С этого дня некому стало пробуждать Лейлу от злых кошмаров. Спать на привычное место Эда больше не приходила, а днём старалась избегать Лейлиного взгляда, точно боялась, что та упрекнёт её в чём-то. На попытки заговорить отвечала односложно и поскорее убегала, взметнув подолом новой шерстяной юбки — чистой, крепкой, без прорех. Юбка появилась у Эды вскоре после той, первой ночи. Что и говорить, эдбертовский злоденёнок оказался не из жадных и за утеху хотя бы платил.

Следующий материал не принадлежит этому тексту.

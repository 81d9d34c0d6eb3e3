//! Storage boundary: the reads and writes civicsync needs from the backing store.

mod backend;
mod error;
mod memory;

pub use backend::{CompletenessStore, StatusUpsert, StatusWriter, SyncRecordStore};
pub use error::StoreError;
pub use memory::{Fixture, MemoryStore};
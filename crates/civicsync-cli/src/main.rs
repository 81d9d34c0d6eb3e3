mod display;

use std::net::SocketAddr;
use std::path::PathBuf;
use std::sync::Arc;
use std::time::Duration;

use anyhow::{Context, bail};
use chrono::Utc;
use clap::{Parser, Subcommand};
use serde::Serialize;
use tracing::{info, warn};
use tracing_subscriber::EnvFilter;

use civicsync_core::{AgeLabel, CompletenessRecord, FreshnessSnapshot, Pipeline, PipelineView};
use civicsync_poll::{PollConfig, PollingClient, QueryState};
use civicsync_store::{CompletenessStore, MemoryStore, StatusWriter, SyncRecordStore};
use civicsync_sync::{CompletenessEvaluator, FreshnessAggregator, RestClient, entity_key};

#[derive(Parser)]
#[command(name = "civicsync", version, about = "Freshness and completeness of civic data")]
struct Cli {
    /// Project URL of the backing store, without `/rest/v1`.
    #[arg(long, env = "CIVICSYNC_URL", global = true)]
    url: Option<String>,

    /// API key sent as `apikey` and bearer token.
    #[arg(long, env = "CIVICSYNC_API_KEY", global = true, hide_env_values = true)]
    api_key: Option<String>,

    /// Read from a JSON fixture instead of the backing store.
    #[arg(long, global = true)]
    fixture: Option<PathBuf>,

    /// Print JSON instead of cards.
    #[arg(long, global = true)]
    json: bool,

    #[command(subcommand)]
    command: Command,
}

#[derive(Subcommand)]
enum Command {
    /// Show the sync state and age of each pipeline.
    Status {
        /// Pipelines to include (default: all).
        #[arg(long, value_delimiter = ',')]
        pipelines: Vec<Pipeline>,
    },
    /// Show how complete one entity's data is.
    Completeness {
        /// Entity id, e.g. a bioguide id.
        entity_id: String,
    },
    /// Keep polling and print every change until Ctrl-C.
    Watch {
        /// Also watch this entity's completeness.
        #[arg(long)]
        entity: Option<String>,

        /// Seconds between freshness refetches.
        #[arg(long, default_value_t = 60)]
        refetch_secs: u64,

        /// Seconds before a cached snapshot counts as stale.
        #[arg(long, default_value_t = 30)]
        stale_secs: u64,

        /// Seconds between completeness refetches (default: no interval refetch).
        #[arg(long)]
        completeness_refetch_secs: Option<u64>,
    },
    /// Serve the notification trigger endpoint.
    Notify {
        #[arg(long, default_value = "127.0.0.1:8787")]
        bind: SocketAddr,

        /// Message reported by the trigger.
        #[arg(long, default_value = civicsync_notify::DISABLED_MESSAGE)]
        message: String,
    },
}

impl Command {
    fn poll_config(&self) -> PollConfig {
        let mut config = PollConfig::default();
        if let Command::Watch {
            refetch_secs,
            stale_secs,
            completeness_refetch_secs,
            ..
        } = self
        {
            config.refetch_interval = Duration::from_secs((*refetch_secs).max(1));
            config.stale_time = Duration::from_secs(*stale_secs);
            config.completeness_refetch_interval =
                completeness_refetch_secs.map(|s| Duration::from_secs(s.max(1)));
        }
        config
    }
}

#[derive(Serialize)]
#[serde(rename_all = "camelCase")]
struct SnapshotJson {
    last_updated: AgeLabel,
    last_updated_at: Option<chrono::DateTime<Utc>>,
    pipelines: Vec<PipelineView>,
}

impl SnapshotJson {
    fn new(snapshot: &FreshnessSnapshot) -> Self {
        let now = Utc::now();
        Self {
            last_updated: civicsync_core::classify_age(snapshot.last_updated(), now),
            last_updated_at: snapshot.last_updated(),
            pipelines: snapshot.views(now),
        }
    }
}

#[derive(Serialize)]
#[serde(rename_all = "camelCase")]
struct CompletenessJson<'a> {
    entity_id: &'a str,
    completeness: Option<&'a CompletenessRecord>,
}

#[tokio::main]
async fn main() -> anyhow::Result<()> {
    tracing_subscriber::fmt()
        .with_env_filter(
            EnvFilter::try_from_default_env().unwrap_or_else(|_| EnvFilter::new("warn")),
        )
        .with_writer(std::io::stderr)
        .init();

    let cli = Cli::parse();
    info!("civicsync v{}", env!("CARGO_PKG_VERSION"));

    if let Some(path) = &cli.fixture {
        let store = MemoryStore::load_fixture(path)
            .await
            .with_context(|| format!("loading fixture {}", path.display()))?;
        return run(Arc::new(store), cli).await;
    }

    let Some(url) = cli.url.clone() else {
        bail!("no backing store: pass --url (or set CIVICSYNC_URL) or --fixture");
    };
    if cli.api_key.is_none() {
        warn!("no API key configured, requests are anonymous");
    }
    let client = RestClient::new(url, cli.api_key.as_deref()).context("building REST client")?;
    run(Arc::new(client), cli).await
}

async fn run<S>(store: Arc<S>, cli: Cli) -> anyhow::Result<()>
where
    S: SyncRecordStore + CompletenessStore + StatusWriter + 'static,
{
    let config = cli.command.poll_config();
    match cli.command {
        Command::Status { pipelines } => {
            let mut aggregator = FreshnessAggregator::new(store);
            if !pipelines.is_empty() {
                aggregator = aggregator.with_pipelines(pipelines);
            }
            let snapshot = aggregator.fetch_snapshot().await?;
            if cli.json {
                println!("{}", serde_json::to_string_pretty(&SnapshotJson::new(&snapshot))?);
            } else {
                display::print_snapshot(&snapshot, Utc::now());
            }
        }
        Command::Completeness { entity_id } => {
            let Some(key) = entity_key(Some(&entity_id)) else {
                bail!("entity id must not be blank");
            };
            let record = CompletenessEvaluator::new(store).evaluate(Some(key)).await?;
            print_completeness(cli.json, key, record.as_ref())?;
        }
        Command::Watch { entity, .. } => {
            let client = PollingClient::new(store, config);
            watch(&client, entity.as_deref(), cli.json).await?;
        }
        Command::Notify { bind, message } => {
            let listener = tokio::net::TcpListener::bind(bind)
                .await
                .with_context(|| format!("binding {bind}"))?;
            let writer: Arc<dyn StatusWriter> = store;
            civicsync_notify::serve(listener, civicsync_notify::router(writer, &message)).await?;
        }
    }
    Ok(())
}

async fn watch<S>(client: &PollingClient<S>, entity: Option<&str>, json: bool) -> anyhow::Result<()>
where
    S: SyncRecordStore + CompletenessStore + ?Sized + 'static,
{
    let mut freshness = client.watch_freshness();
    let mut completeness = client.watch_completeness(entity);
    let entity = entity_key(entity);
    info!(entity = ?entity, "watching for changes, Ctrl-C to stop");

    loop {
        tokio::select! {
            changed = freshness.changed() => {
                if !changed {
                    break;
                }
                print_freshness_state(&freshness.state(), json)?;
            }
            changed = completeness.changed(), if completeness.is_active() => {
                if !changed {
                    break;
                }
                if let Some(entity) = entity {
                    print_completeness_state(entity, &completeness.state(), json)?;
                }
            }
            _ = tokio::signal::ctrl_c() => {
                info!("stopping watch");
                break;
            }
        }
    }
    Ok(())
}

fn print_freshness_state(state: &QueryState<FreshnessSnapshot>, json: bool) -> anyhow::Result<()> {
    match state {
        QueryState::Success { value, is_fetching, error, .. } => {
            // Only print settled values; the in-flight transition follows shortly.
            if *is_fetching {
                return Ok(());
            }
            if let Some(err) = error {
                warn!(error = %err, "refresh failed, showing last snapshot");
            }
            if json {
                println!("{}", serde_json::to_string(&SnapshotJson::new(value))?);
            } else {
                display::print_snapshot(value, Utc::now());
                println!();
            }
        }
        QueryState::Error(err) => warn!(error = %err, "freshness unavailable"),
        QueryState::Idle | QueryState::Loading => {}
    }
    Ok(())
}

fn print_completeness_state(
    entity_id: &str,
    state: &QueryState<Option<CompletenessRecord>>,
    json: bool,
) -> anyhow::Result<()> {
    match state {
        QueryState::Success { value, is_fetching: false, error, .. } => {
            if let Some(err) = error {
                warn!(entity_id, error = %err, "refresh failed, showing last record");
            }
            print_completeness(json, entity_id, value.as_ref())?;
        }
        QueryState::Error(err) => warn!(entity_id, error = %err, "completeness unavailable"),
        _ => {}
    }
    Ok(())
}

fn print_completeness(
    json: bool,
    entity_id: &str,
    record: Option<&CompletenessRecord>,
) -> anyhow::Result<()> {
    if json {
        let out = CompletenessJson {
            entity_id,
            completeness: record,
        };
        println!("{}", serde_json::to_string_pretty(&out)?);
    } else {
        display::print_completeness(entity_id, record, Utc::now());
    }
    Ok(())
}
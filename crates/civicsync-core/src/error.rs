use thiserror::Error;

#[derive(Debug, Clone, PartialEq, Error)]
pub enum CoreError {
    #[error("unknown pipeline: {0}")]
    UnknownPipeline(String),

    #[error("sync record `{id}` is complete but has no last_synced_at")]
    CompleteWithoutTimestamp { id: String },

    #[error("invalid completeness percentage: {0}")]
    InvalidPercentage(String),
}
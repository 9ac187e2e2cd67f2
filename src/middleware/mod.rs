pub mod guard;

pub use guard::route_guard_middleware;
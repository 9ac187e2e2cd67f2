use std::sync::Arc;

use anyhow::Context;
use course_gateway::{config, handlers, state::AppState, upstream::HttpUpstream};
use tracing_subscriber::EnvFilter;

#[tokio::main]
async fn main() -> anyhow::Result<()> {
    // Load .env if present so cargo run picks up UPSTREAM_API_URL, GATEWAY_PORT, etc.
    let _ = dotenvy::dotenv();

    tracing_subscriber::fmt()
        .with_env_filter(
            EnvFilter::try_from_default_env().unwrap_or_else(|_| EnvFilter::new("info,tower_http=debug")),
        )
        .init();

    let config = config::config().clone();
    tracing::info!(
        "Starting course gateway in {:?} mode, upstream {}",
        config.environment,
        config.upstream.base_url
    );

    let upstream = HttpUpstream::new().context("failed to build upstream HTTP client")?;
    let bind_addr = config.bind_addr();
    let app = handlers::router(AppState::new(config, Arc::new(upstream)));

    let listener = tokio::net::TcpListener::bind(&bind_addr)
        .await
        .with_context(|| format!("failed to bind {}", bind_addr))?;

    tracing::info!("Course gateway listening on http://{}", bind_addr);

    axum::serve(listener, app)
        .with_graceful_shutdown(shutdown_signal())
        .await
        .context("server error")?;

    Ok(())
}

async fn shutdown_signal() {
    if let Err(e) = tokio::signal::ctrl_c().await {
        // Without a signal handler, keep serving until the process is killed
        tracing::error!("Failed to listen for shutdown signal: {}", e);
        std::future::pending::<()>().await;
    }
    tracing::info!("Shutdown signal received");
}
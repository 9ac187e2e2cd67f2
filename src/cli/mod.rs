pub mod commands;
pub mod utils;

use clap::{Parser, Subcommand};
use serde::{Deserialize, Serialize};

#[derive(Parser)]
#[command(name = "gatectl")]
#[command(about = "Operator tooling for the course gateway")]
#[command(version)]
pub struct Cli {
    #[arg(long, global = true, help = "Output in human-readable text format")]
    pub text: bool,

    #[arg(long, global = true, help = "Output in JSON format")]
    pub json: bool,

    #[command(subcommand)]
    pub command: Commands,
}

#[derive(Subcommand)]
pub enum Commands {
    #[command(about = "List the proxied route table")]
    Routes,

    #[command(about = "Show the route guard decision for a page path")]
    Guard {
        #[arg(help = "Request path, e.g. /dashboard/courses")]
        path: String,
        #[arg(long, help = "Evaluate as if a credential were present")]
        with_token: bool,
    },

    #[command(about = "Check that the upstream API answers")]
    Ping {
        #[arg(long, help = "Upstream base URL (defaults to UPSTREAM_API_URL)")]
        url: Option<String>,
    },
}

#[derive(Debug, Clone, Copy, Serialize, Deserialize)]
pub enum OutputFormat {
    Text,
    Json,
}

impl OutputFormat {
    pub fn from_cli(cli: &Cli) -> Self {
        if cli.json {
            OutputFormat::Json
        } else {
            OutputFormat::Text
        }
    }
}

pub async fn run(cli: Cli) -> anyhow::Result<()> {
    let output_format = OutputFormat::from_cli(&cli);

    match cli.command {
        Commands::Routes => commands::routes::handle(output_format),
        Commands::Guard { path, with_token } => commands::guard::handle(&path, with_token, output_format),
        Commands::Ping { url } => commands::ping::handle(url, output_format).await,
    }
}
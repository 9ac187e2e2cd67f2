pub mod guard;
pub mod ping;
pub mod routes;
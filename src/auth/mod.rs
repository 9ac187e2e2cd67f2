//! Bearer credential handling.
//!
//! The gateway never decodes or validates a credential. It only finds one
//! on the inbound request and hands it to the upstream service as-is.

pub mod cookie;

use axum::http::{header, HeaderMap};
use secrecy::{ExposeSecret, SecretString};

pub use cookie::{clear_session_cookie, session_cookie, SESSION_COOKIE_NAME, SESSION_MAX_AGE_SECS};

/// Opaque bearer token identifying a logged-in session.
#[derive(Debug, Clone)]
pub struct Credential(SecretString);

impl Credential {
    pub fn new(token: impl Into<String>) -> Self {
        Self(SecretString::from(token.into()))
    }

    /// Find a credential on the request.
    ///
    /// `Authorization: Bearer <token>` wins over the `token` cookie when both are present.
    pub fn from_headers(headers: &HeaderMap) -> Option<Self> {
        bearer_from_headers(headers)
            .or_else(|| cookie_value(headers, SESSION_COOKIE_NAME))
            .map(Self::new)
    }

    pub fn expose(&self) -> &str {
        self.0.expose_secret()
    }
}

/// Extract the token from an `Authorization: Bearer` header, if well-formed and non-empty
fn bearer_from_headers(headers: &HeaderMap) -> Option<String> {
    let value = headers.get(header::AUTHORIZATION)?.to_str().ok()?;
    let token = value.strip_prefix("Bearer ")?.trim();
    if token.is_empty() {
        return None;
    }
    Some(token.to_string())
}

/// Look up a cookie by name across every `Cookie` header on the request
pub fn cookie_value(headers: &HeaderMap, name: &str) -> Option<String> {
    headers
        .get_all(header::COOKIE)
        .iter()
        .filter_map(|value| value.to_str().ok())
        .flat_map(|value| value.split(';'))
        .filter_map(|pair| {
            let (key, val) = pair.trim().split_once('=')?;
            (key.trim() == name).then(|| val.trim().to_string())
        })
        .find(|val| !val.is_empty())
}
use serde_json::Value;

use crate::cli::OutputFormat;

/// Print a JSON document in JSON mode, or the prepared text otherwise
pub fn output(output_format: OutputFormat, json: &Value, text: &str) -> anyhow::Result<()> {
    match output_format {
        OutputFormat::Json => println!("{}", serde_json::to_string_pretty(json)?),
        OutputFormat::Text => println!("{}", text),
    }
    Ok(())
}
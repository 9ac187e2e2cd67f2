#![allow(dead_code)]

use std::collections::HashMap;
use std::sync::{Arc, Mutex};

use anyhow::{Context, Result};
use axum::{
    body::Bytes,
    extract::State,
    http::{header, HeaderMap, Method, StatusCode, Uri},
    response::{IntoResponse, Response},
    Json, Router,
};
use course_gateway::{config::AppConfig, handlers, state::AppState, upstream::HttpUpstream};
use serde_json::{json, Value};

/// One request as seen by the stub upstream
#[derive(Debug, Clone)]
pub struct Recorded {
    pub method: Method,
    pub path: String,
    pub query: Option<String>,
    pub authorization: Option<String>,
    pub body: Option<Value>,
}

#[derive(Clone, Default)]
struct StubState {
    replies: Arc<HashMap<String, (u16, Value)>>,
    calls: Arc<Mutex<Vec<Recorded>>>,
}

/// Upstream API stand-in listening on a picked port
pub struct StubUpstream {
    pub base_url: String,
    calls: Arc<Mutex<Vec<Recorded>>>,
}

impl StubUpstream {
    pub fn calls(&self) -> Vec<Recorded> {
        self.calls.lock().unwrap().clone()
    }

    pub fn call_count(&self) -> usize {
        self.calls.lock().unwrap().len()
    }
}

pub struct TestGateway {
    pub base_url: String,
    pub upstream: StubUpstream,
}

impl TestGateway {
    pub fn url(&self, path: &str) -> String {
        format!("{}{}", self.base_url, path)
    }
}

async fn stub_handler(
    State(state): State<StubState>,
    method: Method,
    uri: Uri,
    headers: HeaderMap,
    body: Bytes,
) -> Response {
    let path = uri.path().strip_prefix("/api").unwrap_or(uri.path()).to_string();

    state.calls.lock().unwrap().push(Recorded {
        method,
        path: path.clone(),
        query: uri.query().map(str::to_owned),
        authorization: headers
            .get(header::AUTHORIZATION)
            .and_then(|v| v.to_str().ok())
            .map(str::to_owned),
        body: serde_json::from_slice(&body).ok(),
    });

    let (status, reply) = state
        .replies
        .get(&path)
        .cloned()
        .unwrap_or((200, json!({ "success": true, "data": [] })));

    let status = StatusCode::from_u16(status).unwrap_or(StatusCode::INTERNAL_SERVER_ERROR);
    (status, Json(reply)).into_response()
}

async fn serve(app: Router) -> Result<String> {
    let port = portpicker::pick_unused_port().context("failed to pick free port")?;
    let listener = tokio::net::TcpListener::bind(("127.0.0.1", port))
        .await
        .with_context(|| format!("failed to bind port {}", port))?;

    tokio::spawn(async move {
        let _ = axum::serve(listener, app).await;
    });

    Ok(format!("http://127.0.0.1:{}", port))
}

/// Start a stub upstream answering the scripted `(path, status, body)` replies
pub async fn spawn_upstream(replies: &[(&str, u16, Value)]) -> Result<StubUpstream> {
    let state = StubState {
        replies: Arc::new(
            replies
                .iter()
                .map(|(path, status, body)| (path.to_string(), (*status, body.clone())))
                .collect(),
        ),
        calls: Arc::new(Mutex::new(Vec::new())),
    };
    let calls = state.calls.clone();

    let app = Router::new().fallback(stub_handler).with_state(state);
    let root = serve(app).await?;

    Ok(StubUpstream {
        base_url: format!("{}/api", root),
        calls,
    })
}

/// Start the gateway against `upstream_base`
pub async fn spawn_gateway_at(upstream_base: &str) -> Result<String> {
    let config = AppConfig::development().with_upstream(upstream_base);
    let upstream = HttpUpstream::new()?;
    serve(handlers::router(AppState::new(config, Arc::new(upstream)))).await
}

/// Start a stub upstream and a gateway wired to it
pub async fn spawn(replies: &[(&str, u16, Value)]) -> Result<TestGateway> {
    let upstream = spawn_upstream(replies).await?;
    let base_url = spawn_gateway_at(&upstream.base_url).await?;
    Ok(TestGateway { base_url, upstream })
}

/// Client that reports redirects instead of following them
pub fn client() -> Result<reqwest::Client> {
    Ok(reqwest::Client::builder()
        .redirect(reqwest::redirect::Policy::none())
        .build()?)
}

В остальном жизнь вертелась по прежнему кругу. День да ночь, хлеб да похлёбка, сон да работа. Порой Лейла думала: если бы не проклятые сны, может, всё бы уже изгладилось из памяти — и лес, и отряд, и воевода… и даже Бродяжка? Неужели она бы свыклась жить здесь так, словно жила всегда — будто и не было той, другой жизни? Приноровилась же спать по ночам, а в первый раз думала — не возможет.
Человек — он и есть человек, что с него взять. Своя рубаха ближе к телу, свой живот всего важней. Может, боги и не зря так задумали, хоть это и не оправдывает их в остальном. Может, так и надо — чтобы меньше думалось о великих бедах. Помочь всё равно не поможешь, а себя потеряешь. А в делах и в суете думать некогда: крутись себе, да и только. Кашу сварить, плошки перемыть, золу выгрести… ох, лишенько! Опять на полу натоптали, ходят и ходят, будто им мира нет!
Торопясь, пока главный повар не увидел грязи, Лейла схватила тряпку, ведро с водой, специально дожидавшееся в углу на такой случай, и бросилась замывать грязные следы. Как назло, грязь успела схватиться корочкой и поддавалась с трудом. Лейла ожесточённо тёрла особенно въевшееся пятно, как вдруг ощутила увесистый шлепок пониже спины.
— Ишь, репка-то! Наливная!
Обладатель голоса неспешно, по-хозяйски прошёлся вокруг. Носком дорогого сапога из тонко выделанной кожи наступил прямо на тряпку, едва не придавив Лейле пальцы. И застыл, точно вкопанный.
Лейла подняла глаза. Перед ней стоял Эдберт.
Лейла так и замерла, припав к полу, словно лягушка, не в силах пошевелиться. Эдберт молчал. Разглядывал он её долго — придирчиво, будто приценивался. Наконец повернулся и ушёл, так и не сказав ни слова.
***
За утренней пайкой Лейла поплелась безо всякой охоты. Эдберт всегда резал и выдавал хлеб самолично — то ли не доверял злоденятам, то ли считал по головам, все ли на месте. Когда подошла очередь Лейлы, Эдберт чуть помедлил, словно раздумывая, и отхватил от каравая кусок вдвое больше обычного.
Лейла так и застыла. А Эдберт, словного этого ему было мало, ещё достал откуда-то кусок сала, смахнул с него ломоть в палец толщиной и пришлёпнул сверху на хлеб.